**Exercise**
Your answer should be one number, the count of lines in the listing below containing the word "bool".

**Extracted data**
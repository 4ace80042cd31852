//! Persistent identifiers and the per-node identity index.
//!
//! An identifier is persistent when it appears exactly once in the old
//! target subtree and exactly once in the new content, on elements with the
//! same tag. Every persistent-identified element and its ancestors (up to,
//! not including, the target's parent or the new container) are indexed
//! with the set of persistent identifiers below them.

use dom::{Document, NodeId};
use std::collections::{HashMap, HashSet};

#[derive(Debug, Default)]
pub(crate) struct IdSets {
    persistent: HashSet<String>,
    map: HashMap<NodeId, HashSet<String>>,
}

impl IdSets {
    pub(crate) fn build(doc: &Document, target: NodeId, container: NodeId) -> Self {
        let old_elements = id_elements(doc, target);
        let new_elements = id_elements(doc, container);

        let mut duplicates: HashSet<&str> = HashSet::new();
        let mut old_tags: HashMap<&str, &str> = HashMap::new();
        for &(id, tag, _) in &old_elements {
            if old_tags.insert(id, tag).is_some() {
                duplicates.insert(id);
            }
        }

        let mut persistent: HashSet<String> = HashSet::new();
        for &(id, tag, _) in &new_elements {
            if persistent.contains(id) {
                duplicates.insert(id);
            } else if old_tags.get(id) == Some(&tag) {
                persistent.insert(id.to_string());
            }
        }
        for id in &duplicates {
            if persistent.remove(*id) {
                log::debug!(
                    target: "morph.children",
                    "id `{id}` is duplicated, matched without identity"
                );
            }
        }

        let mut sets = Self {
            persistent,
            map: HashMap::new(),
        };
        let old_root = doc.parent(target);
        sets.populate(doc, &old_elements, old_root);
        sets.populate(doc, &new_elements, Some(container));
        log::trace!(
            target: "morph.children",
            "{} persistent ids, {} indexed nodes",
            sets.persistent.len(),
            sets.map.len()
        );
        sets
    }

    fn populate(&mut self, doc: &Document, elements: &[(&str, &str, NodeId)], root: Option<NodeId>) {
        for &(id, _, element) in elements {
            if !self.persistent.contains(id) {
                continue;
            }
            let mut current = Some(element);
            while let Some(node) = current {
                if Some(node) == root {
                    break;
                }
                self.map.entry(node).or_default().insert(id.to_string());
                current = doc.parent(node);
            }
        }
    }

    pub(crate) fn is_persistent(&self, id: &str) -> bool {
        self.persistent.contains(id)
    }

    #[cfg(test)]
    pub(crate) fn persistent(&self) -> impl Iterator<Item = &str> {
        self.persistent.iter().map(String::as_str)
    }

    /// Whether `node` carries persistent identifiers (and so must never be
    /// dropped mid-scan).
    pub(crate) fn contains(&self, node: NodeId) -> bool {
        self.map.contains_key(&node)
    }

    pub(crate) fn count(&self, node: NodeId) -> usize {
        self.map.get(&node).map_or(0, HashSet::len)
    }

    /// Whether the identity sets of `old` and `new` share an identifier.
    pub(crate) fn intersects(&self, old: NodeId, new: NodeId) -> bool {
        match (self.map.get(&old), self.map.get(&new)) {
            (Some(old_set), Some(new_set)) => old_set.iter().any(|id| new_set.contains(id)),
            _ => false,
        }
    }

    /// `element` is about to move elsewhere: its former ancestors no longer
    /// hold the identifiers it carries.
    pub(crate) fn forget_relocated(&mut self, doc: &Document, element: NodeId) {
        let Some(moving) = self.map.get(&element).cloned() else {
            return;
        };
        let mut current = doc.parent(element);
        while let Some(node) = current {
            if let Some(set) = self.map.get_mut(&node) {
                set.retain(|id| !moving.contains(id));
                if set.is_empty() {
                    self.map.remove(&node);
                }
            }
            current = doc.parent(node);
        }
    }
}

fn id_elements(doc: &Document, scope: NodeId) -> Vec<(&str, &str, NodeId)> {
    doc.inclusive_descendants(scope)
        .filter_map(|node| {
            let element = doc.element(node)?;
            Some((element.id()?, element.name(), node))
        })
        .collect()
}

--

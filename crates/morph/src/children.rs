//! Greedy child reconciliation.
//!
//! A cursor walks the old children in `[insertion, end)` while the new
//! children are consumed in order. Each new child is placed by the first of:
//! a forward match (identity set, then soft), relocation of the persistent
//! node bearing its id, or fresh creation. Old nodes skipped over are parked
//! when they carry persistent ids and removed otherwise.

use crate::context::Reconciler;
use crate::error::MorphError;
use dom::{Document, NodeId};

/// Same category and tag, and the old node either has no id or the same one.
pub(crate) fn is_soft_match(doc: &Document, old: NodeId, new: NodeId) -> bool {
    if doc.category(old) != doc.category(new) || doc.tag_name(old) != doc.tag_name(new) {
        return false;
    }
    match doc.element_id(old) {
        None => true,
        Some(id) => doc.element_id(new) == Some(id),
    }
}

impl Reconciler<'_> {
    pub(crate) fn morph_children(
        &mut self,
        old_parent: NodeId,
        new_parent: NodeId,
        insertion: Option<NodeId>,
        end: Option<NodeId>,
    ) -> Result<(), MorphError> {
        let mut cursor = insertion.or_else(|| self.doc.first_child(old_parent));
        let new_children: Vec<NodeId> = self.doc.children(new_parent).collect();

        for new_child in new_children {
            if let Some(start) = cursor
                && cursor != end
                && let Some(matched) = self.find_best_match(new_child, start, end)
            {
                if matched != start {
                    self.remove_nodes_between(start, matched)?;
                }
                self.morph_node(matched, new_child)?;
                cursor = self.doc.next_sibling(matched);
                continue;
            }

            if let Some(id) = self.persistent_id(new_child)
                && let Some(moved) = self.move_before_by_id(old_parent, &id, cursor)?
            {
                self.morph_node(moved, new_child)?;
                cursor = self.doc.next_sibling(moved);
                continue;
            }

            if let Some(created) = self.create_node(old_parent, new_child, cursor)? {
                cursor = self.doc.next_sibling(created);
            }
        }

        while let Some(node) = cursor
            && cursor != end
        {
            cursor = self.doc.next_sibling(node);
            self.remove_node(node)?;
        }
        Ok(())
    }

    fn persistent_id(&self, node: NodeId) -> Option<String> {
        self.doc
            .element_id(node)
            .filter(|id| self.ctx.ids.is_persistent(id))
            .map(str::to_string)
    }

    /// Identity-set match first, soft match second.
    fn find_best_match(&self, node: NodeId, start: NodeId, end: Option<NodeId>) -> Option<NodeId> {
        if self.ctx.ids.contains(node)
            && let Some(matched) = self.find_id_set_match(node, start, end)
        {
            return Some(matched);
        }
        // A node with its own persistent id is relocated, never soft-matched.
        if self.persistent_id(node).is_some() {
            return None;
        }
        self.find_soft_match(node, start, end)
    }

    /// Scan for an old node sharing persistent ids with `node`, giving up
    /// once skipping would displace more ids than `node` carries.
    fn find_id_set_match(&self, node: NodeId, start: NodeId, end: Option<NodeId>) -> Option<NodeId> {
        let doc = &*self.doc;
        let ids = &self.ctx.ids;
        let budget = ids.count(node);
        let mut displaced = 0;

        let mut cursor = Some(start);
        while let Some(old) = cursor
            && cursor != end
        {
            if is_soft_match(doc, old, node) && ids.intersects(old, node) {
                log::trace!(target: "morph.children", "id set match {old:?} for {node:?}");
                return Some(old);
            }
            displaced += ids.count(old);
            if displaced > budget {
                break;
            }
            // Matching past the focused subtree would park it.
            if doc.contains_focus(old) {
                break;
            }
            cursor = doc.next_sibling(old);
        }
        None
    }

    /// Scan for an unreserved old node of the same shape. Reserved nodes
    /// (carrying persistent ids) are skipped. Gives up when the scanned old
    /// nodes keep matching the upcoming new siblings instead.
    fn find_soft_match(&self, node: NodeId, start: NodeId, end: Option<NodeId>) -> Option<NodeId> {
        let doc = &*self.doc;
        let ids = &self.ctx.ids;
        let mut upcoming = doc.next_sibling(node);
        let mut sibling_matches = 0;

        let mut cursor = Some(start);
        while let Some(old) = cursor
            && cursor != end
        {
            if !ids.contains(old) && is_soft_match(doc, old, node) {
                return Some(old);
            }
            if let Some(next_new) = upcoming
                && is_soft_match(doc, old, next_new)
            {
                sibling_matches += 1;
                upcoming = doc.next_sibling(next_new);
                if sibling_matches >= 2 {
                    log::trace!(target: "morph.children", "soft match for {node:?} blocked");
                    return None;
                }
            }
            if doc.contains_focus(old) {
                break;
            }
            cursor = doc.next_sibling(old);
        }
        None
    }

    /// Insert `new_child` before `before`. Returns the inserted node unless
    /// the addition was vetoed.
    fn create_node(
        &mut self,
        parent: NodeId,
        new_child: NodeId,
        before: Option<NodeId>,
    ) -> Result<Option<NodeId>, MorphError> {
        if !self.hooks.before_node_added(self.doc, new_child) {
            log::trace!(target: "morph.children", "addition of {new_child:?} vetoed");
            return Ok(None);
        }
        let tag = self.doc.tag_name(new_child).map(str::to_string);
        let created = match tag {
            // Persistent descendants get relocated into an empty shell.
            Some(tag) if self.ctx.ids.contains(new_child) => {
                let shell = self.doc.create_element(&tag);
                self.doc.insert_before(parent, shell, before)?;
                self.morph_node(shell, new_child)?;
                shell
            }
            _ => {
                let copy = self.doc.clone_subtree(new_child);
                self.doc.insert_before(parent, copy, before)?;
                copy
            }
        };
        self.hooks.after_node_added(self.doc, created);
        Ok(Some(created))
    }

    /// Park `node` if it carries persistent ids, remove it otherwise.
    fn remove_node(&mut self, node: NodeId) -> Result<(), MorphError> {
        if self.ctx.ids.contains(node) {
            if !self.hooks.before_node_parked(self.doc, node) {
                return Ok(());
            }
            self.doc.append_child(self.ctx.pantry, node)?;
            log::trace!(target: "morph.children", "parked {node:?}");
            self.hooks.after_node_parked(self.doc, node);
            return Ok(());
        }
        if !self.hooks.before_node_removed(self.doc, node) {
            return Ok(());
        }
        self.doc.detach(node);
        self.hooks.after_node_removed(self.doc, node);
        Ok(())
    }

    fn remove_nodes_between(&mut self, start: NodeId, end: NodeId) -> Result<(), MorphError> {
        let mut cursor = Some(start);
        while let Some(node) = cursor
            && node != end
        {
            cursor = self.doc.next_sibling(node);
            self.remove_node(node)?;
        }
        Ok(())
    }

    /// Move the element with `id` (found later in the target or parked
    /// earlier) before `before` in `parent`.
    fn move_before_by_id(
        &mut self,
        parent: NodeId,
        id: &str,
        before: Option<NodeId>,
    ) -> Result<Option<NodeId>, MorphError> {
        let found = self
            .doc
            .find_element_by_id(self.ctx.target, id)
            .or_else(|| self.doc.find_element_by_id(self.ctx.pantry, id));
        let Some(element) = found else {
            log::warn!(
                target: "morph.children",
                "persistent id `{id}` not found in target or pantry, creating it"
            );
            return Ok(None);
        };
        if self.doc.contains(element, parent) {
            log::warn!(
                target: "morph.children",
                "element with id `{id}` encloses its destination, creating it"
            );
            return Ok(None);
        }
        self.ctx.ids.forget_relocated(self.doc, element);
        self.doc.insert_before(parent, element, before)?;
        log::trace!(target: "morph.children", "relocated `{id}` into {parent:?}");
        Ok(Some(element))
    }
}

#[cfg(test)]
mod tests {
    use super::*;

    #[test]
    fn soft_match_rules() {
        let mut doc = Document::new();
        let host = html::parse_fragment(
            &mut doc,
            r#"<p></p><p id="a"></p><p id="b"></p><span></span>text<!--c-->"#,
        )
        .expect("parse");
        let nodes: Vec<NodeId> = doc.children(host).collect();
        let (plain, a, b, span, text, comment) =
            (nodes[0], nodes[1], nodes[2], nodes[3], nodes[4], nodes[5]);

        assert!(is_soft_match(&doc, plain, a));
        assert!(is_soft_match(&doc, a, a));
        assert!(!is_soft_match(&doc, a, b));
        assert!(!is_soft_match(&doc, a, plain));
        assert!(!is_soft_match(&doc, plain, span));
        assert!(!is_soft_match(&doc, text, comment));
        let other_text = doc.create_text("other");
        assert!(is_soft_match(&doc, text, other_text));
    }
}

...

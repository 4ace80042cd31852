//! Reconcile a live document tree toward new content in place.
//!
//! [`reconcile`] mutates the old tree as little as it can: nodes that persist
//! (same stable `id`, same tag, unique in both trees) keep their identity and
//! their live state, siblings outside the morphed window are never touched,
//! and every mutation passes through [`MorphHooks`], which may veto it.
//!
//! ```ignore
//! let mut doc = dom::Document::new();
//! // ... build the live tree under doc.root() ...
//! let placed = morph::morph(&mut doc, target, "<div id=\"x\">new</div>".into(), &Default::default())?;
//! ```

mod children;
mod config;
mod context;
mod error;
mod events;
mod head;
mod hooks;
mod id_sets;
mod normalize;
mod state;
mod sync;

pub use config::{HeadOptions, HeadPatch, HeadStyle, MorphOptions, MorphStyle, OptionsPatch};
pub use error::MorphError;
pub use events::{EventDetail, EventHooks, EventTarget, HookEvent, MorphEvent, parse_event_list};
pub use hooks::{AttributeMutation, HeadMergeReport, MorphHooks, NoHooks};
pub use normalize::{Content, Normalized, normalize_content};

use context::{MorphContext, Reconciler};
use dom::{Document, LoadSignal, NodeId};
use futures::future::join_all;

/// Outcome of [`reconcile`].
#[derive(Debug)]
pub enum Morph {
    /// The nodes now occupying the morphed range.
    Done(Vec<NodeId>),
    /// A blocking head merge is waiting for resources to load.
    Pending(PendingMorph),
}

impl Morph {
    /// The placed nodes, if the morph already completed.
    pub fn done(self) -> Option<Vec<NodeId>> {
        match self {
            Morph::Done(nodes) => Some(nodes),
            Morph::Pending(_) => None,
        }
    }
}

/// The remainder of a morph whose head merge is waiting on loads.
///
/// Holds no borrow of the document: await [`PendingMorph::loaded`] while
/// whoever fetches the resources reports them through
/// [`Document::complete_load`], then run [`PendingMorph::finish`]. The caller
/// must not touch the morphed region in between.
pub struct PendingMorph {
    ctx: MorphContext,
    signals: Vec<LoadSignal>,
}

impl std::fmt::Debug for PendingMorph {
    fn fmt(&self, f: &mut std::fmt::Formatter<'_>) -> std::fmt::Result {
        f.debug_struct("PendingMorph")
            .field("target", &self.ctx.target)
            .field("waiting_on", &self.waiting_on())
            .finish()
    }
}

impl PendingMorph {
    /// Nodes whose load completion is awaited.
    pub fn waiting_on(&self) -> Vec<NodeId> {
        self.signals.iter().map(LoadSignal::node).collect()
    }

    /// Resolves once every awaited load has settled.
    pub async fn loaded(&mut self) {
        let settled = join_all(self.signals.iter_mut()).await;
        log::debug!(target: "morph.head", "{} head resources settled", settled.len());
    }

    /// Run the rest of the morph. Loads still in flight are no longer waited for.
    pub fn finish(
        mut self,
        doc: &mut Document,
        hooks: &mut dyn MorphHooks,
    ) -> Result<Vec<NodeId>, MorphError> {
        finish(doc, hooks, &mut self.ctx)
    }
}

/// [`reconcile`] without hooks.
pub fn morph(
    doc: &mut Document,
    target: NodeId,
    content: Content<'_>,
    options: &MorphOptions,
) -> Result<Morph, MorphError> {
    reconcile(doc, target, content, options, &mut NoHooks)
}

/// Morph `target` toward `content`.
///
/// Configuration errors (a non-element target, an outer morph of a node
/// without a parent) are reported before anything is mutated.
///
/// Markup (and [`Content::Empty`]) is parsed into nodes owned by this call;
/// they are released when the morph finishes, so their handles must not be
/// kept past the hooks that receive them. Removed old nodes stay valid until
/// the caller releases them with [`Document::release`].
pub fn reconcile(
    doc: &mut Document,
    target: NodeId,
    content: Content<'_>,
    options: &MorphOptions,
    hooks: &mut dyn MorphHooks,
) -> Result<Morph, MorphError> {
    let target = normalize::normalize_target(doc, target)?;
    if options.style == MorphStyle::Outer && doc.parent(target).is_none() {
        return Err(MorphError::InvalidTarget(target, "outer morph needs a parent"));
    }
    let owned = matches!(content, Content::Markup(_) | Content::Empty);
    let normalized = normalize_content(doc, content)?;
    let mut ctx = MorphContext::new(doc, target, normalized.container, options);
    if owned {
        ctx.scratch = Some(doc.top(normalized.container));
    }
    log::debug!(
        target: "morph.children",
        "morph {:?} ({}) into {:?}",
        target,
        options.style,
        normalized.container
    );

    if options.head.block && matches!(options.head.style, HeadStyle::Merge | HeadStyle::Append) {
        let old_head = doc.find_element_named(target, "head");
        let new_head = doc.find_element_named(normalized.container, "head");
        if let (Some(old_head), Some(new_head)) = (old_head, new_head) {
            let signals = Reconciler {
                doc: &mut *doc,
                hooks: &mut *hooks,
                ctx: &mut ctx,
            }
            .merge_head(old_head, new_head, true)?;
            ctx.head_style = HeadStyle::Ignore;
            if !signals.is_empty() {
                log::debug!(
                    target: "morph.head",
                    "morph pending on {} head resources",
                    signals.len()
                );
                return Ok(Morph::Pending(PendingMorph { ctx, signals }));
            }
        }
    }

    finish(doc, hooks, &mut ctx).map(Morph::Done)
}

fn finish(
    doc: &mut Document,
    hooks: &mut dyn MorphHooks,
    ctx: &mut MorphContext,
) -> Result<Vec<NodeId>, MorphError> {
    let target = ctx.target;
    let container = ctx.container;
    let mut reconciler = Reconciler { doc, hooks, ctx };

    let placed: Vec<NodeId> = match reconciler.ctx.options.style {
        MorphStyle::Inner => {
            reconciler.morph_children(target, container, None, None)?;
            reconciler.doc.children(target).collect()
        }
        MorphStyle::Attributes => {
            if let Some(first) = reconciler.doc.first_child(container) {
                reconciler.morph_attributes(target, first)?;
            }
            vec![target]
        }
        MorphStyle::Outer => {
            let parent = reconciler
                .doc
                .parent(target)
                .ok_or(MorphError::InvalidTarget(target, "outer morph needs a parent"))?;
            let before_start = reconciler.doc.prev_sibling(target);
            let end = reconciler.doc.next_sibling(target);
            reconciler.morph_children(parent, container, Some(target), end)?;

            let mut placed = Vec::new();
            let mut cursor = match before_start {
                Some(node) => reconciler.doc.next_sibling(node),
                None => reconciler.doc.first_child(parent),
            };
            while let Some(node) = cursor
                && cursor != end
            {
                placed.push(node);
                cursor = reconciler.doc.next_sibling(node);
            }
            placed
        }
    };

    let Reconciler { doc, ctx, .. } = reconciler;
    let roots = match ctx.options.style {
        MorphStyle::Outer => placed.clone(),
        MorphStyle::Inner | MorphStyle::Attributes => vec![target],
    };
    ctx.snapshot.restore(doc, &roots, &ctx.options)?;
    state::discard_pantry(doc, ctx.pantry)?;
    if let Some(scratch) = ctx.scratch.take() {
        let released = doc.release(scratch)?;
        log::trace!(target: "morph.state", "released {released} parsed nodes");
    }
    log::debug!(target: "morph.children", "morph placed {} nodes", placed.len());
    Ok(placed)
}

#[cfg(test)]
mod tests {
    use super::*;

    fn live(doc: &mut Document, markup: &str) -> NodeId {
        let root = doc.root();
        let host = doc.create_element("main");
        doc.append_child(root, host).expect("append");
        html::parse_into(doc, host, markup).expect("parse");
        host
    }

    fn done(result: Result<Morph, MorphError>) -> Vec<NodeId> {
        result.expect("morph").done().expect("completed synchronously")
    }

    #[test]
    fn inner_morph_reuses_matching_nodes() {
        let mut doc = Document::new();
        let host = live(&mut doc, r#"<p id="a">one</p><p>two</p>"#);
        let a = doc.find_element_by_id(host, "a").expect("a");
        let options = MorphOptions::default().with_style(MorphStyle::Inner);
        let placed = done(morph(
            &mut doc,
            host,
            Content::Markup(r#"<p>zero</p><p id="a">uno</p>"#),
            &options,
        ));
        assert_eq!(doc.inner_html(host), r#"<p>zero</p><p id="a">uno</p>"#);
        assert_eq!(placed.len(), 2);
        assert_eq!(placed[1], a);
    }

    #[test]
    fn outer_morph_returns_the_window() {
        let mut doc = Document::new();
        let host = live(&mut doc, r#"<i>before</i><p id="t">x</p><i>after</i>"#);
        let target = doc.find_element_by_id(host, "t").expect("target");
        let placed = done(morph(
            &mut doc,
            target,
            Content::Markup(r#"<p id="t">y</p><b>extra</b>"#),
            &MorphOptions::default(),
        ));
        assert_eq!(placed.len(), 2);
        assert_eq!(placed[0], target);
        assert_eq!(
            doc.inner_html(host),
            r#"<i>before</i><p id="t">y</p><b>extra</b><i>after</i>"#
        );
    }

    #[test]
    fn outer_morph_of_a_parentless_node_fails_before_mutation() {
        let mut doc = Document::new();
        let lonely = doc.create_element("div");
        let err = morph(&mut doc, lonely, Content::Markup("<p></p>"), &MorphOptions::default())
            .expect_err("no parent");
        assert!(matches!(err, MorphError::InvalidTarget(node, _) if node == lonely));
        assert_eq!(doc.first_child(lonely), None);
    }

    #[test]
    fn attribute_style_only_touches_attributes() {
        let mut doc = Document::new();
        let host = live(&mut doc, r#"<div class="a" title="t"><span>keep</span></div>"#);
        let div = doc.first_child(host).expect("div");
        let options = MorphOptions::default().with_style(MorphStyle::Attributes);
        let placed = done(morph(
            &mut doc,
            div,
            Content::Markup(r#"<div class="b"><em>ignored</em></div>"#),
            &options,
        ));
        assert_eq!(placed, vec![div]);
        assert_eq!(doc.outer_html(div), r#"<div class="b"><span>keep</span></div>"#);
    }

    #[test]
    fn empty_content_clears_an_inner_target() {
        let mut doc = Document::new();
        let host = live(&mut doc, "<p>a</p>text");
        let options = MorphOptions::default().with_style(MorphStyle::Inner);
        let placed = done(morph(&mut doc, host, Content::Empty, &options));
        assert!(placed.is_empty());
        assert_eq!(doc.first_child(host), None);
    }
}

**Output of the exercise**
4